Manufacturing represents one of the industrial sectors characterized by a high energy demand: for this reason, national and European institutions, universities, industrial associations, regulatory bodies and companies have started – at different levels and each with its own role – introducing policies, directives and solutions oriented to increase the sector efficiency. Various studies and works carried out on stock removal machine tools have highlighted how a potential energy saving can be achieved through opportune design choices aimed at the use of more efficient technologies and components and at a better machine use in terms of definition of operating parameters and/or machining strategy. In the specific case, the present article focuses on the aspects of efficiency and energy consumptions of the spindle systems that equip CNC machining centres. The current developments referred to the spindle/electrospindle ambit are mainly aimed at the enhancement of static, dynamic (stability, vibrations, chatter, removal capacity and so on) and productive performances of such machine elements, however paying growing attention to “eco” and energy consumption aspects. It is in fact worth underlining that the spindle, together with the relative auxiliary systems, constitutes one of the main energy-eater machine components in use phase, during the execution of machining processes for the manufacturing of finished products.

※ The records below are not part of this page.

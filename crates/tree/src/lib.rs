//! Content-addressed hash trees.
//!
//! This crate provides the tree-shaped data model for transaction set
//! acquisition, independent of any network or peer machinery:
//!
//! - **`NodeId`**: the positional address of a node (depth + branch path),
//!   distinct from its content hash
//! - **`TreeNode`**: an interior node (child hashes by branch) or a leaf
//!   (opaque payload bytes), with deterministic content hashing
//! - **`verify_node`**: decode untrusted bytes and check them against the
//!   hash a parent advertised
//! - **`NodeStore`**: the shared, append-only cache of verified nodes
//! - **`HashTree`**: a fully assembled, completeness-checked tree

pub mod node;
pub mod store;
pub mod tree;

pub use node::{verify_node, NodeId, TreeNode, VerifyError, BRANCH_FACTOR, MAX_DEPTH};
pub use store::NodeStore;
pub use tree::HashTree;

Spindle system and operating conditions
Spindles are rotary elements generally designed and manufactured for a broad array of machine tools used in several application sectors (aerospace, automotive, etc.) with the general target of maximising the stock removal rate and accuracy, consistently with the existing constraints. Since NC machining centres generally need to execute several machining operations on the same workpiece, the spindle system must be suitably designed for assuring the demanded flexibility level and the desired performances (speed, torque, power and accuracy) within the wide range of admissible operational conditions.

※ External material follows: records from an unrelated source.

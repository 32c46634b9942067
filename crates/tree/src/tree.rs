//! Assembled, completeness-checked trees.

use std::collections::{HashMap, HashSet, VecDeque};
use std::sync::Arc;

use grove_primitives::Hash;

use crate::node::{NodeId, TreeNode};
use crate::store::NodeStore;

/// A complete content-addressed tree.
///
/// Assembly succeeds only when every node reachable from the root is
/// present in the store, so a `HashTree` is complete by construction and
/// stays complete: nodes are immutable once verified.
///
/// The zero root hash denotes the empty tree.
#[derive(Clone, Debug)]
pub struct HashTree {
    root: Hash,
    nodes: HashMap<Hash, Arc<TreeNode>>,
}

impl HashTree {
    /// Assemble the tree rooted at `root` from already-verified nodes.
    ///
    /// Returns `None` if any reachable node is missing from the store.
    #[must_use]
    pub fn assemble(root: Hash, store: &NodeStore) -> Option<Self> {
        let mut nodes = HashMap::new();

        if root.is_zero() {
            return Some(Self { root, nodes });
        }

        let mut queue = VecDeque::from([root]);
        while let Some(hash) = queue.pop_front() {
            if nodes.contains_key(&hash) {
                continue;
            }

            let node = store.get(&hash)?;
            for (_, child) in node.children() {
                if !nodes.contains_key(&child) {
                    queue.push_back(child);
                }
            }
            let _ = nodes.insert(hash, node);
        }

        Some(Self { root, nodes })
    }

    /// Walk the partial tree under `root` and report every node that is
    /// referenced by a stored parent but absent from the store.
    ///
    /// This is the local-first resolution step: acquisitions seed their
    /// frontier from it, resuming from whatever an earlier (possibly
    /// abandoned) acquisition already verified. Each distinct hash is
    /// reported at most once, under the first position it was seen at.
    #[must_use]
    pub fn missing_from(root: Hash, store: &NodeStore) -> Vec<(NodeId, Hash)> {
        let mut missing = Vec::new();

        if root.is_zero() {
            return missing;
        }

        let mut seen: HashSet<Hash> = HashSet::from([root]);
        let mut queue = VecDeque::from([(NodeId::root(), root)]);

        while let Some((id, hash)) = queue.pop_front() {
            let Some(node) = store.get(&hash) else {
                missing.push((id, hash));
                continue;
            };

            for (branch, child) in node.children() {
                if let Some(child_id) = id.child(branch) {
                    if seen.insert(child) {
                        queue.push_back((child_id, child));
                    }
                }
            }
        }

        missing
    }

    #[must_use]
    pub const fn root_hash(&self) -> Hash {
        self.root
    }

    /// Number of distinct nodes in the tree.
    #[must_use]
    pub fn len(&self) -> usize {
        self.nodes.len()
    }

    #[must_use]
    pub fn is_empty(&self) -> bool {
        self.nodes.is_empty()
    }

    #[must_use]
    pub fn get(&self, hash: &Hash) -> Option<&TreeNode> {
        self.nodes.get(hash).map(Arc::as_ref)
    }

    #[must_use]
    pub fn contains(&self, hash: &Hash) -> bool {
        self.nodes.contains_key(hash)
    }

    /// Leaf payloads in depth-first branch order.
    ///
    /// Each distinct leaf contributes once, at its first position.
    #[must_use]
    pub fn leaves(&self) -> Vec<&[u8]> {
        let mut leaves = Vec::new();

        if self.root.is_zero() {
            return leaves;
        }

        let mut seen: HashSet<Hash> = HashSet::from([self.root]);
        let mut stack = vec![self.root];

        while let Some(hash) = stack.pop() {
            let Some(node) = self.nodes.get(&hash) else {
                continue;
            };

            if let Some(payload) = node.payload() {
                leaves.push(payload);
                continue;
            }

            // Push in reverse so branch 0 pops first.
            for (_, child) in node.children().into_iter().rev() {
                if seen.insert(child) {
                    stack.push(child);
                }
            }
        }

        leaves
    }
}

Electrospindles and efficiency maps
Let us consider, as an example, a machining centre for milling operations: a relevant percentage of the energy consumption is connected with the spindle, depending on the torque and rotation speed demanded by the process. If an electrospindle is used, it is fundamental to consider also the consumption of the chiller that cools motor windings: the coolant circulation pump determines an important contribution to the “basal consumption” (independent from the various activities executed by the machine). In this case, the efficiency of the spindle + chiller subsystem can be defined as ratio between the output mechanical power from the spindle (towards the process) and the overall electric power absorbed by spindle and chiller, which is function of the demanded load. Such efficiency can be assessed experimentally through power measurements carried out by subjecting the spindle to different combinations of torque and speed, thus achieving a mapping. Then, it is possible to distinguish:
- acceleration/deceleration phases related to the spindle start and stop (that actually use the whole available power)
- longitudinal turning machining (at constant speed)

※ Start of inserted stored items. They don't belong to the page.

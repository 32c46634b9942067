//! Acquisition of content-addressed hash trees from untrusted peers.
//!
//! A node that learns the root hash of a transaction set it does not hold
//! reconstructs the tree by asking peers for the missing nodes, verifying
//! every response against the hash its parent advertised, and assembling
//! the result once nothing reachable is missing.
//!
//! ## Architecture
//!
//! ```text
//! AcquisitionRegistry
//! ├── Deduplicates: one TreeAcquisition per root hash in flight
//! ├── Routes: peer responses via the outstanding-request index
//! ├── Drives: periodic tick (retry, rotation, teardown)
//! └── Delegates to:
//!     ├── TreeAcquisition - per-root state machine (frontier, waiters)
//!     ├── PeerRequestSet  - per-acquisition peer selection/failure state
//!     ├── NodeRequester   - outbound requests (injected)
//!     └── PeerDirectory   - candidate peer membership (injected)
//! ```
//!
//! Each acquisition is a single-consumer state machine: events (start,
//! peer response, timer tick) are applied under the acquisition's own
//! lock and yield the batched requests to send, so network I/O never
//! happens while state is held. Verified nodes land in the shared
//! [`grove_tree::NodeStore`], which later acquisitions consult before
//! touching the network.

pub mod acquisition;
pub mod config;
pub mod error;
pub mod peer_set;
pub mod registry;

pub use acquisition::{AcquireEvent, AcquireState, AcquisitionStats, PeerRequest, TreeAcquisition};
pub use config::AcquireConfig;
pub use error::AcquireError;
pub use peer_set::PeerRequestSet;
pub use registry::{AcquisitionRegistry, NodeRequester, PeerDirectory, RegistryStats};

- parting off/facing machining (at growing speed, with the decreasing radius)
The brushless motor used would reach 95% of efficiency close to the high-torque region and lower speeds than defluxion one. The chiller action damages low-torque “zones”: since the majority of the test cycle examined occurs in regions with efficiency in the 20-70% range, the overall efficiency produced is much lower than the theoretical maximum. Hence, we therefore infer an indication for machine tool manufacturers: in designing a machine, it is important to evaluate the spindle system efficiency (with the eventual addition of the chiller and other auxiliaries) compared to the real requirements of the user regarding the machining cycles to be executed, in terms of speed and torque to be delivered. Moreover, it is desirable that the regulation activity concerning the evaluation of the environmental impact of machine tools – promoted by ISO WG12 and, on a national scale, by the relative UNI work group –can lead to standards for the definition of tests of “machine-based” energy measurements, aimed at a characterization, even simplified, of such efficiency maps: the goal is prescribing the execution of measurements that “sample” the efficiency in some reference points.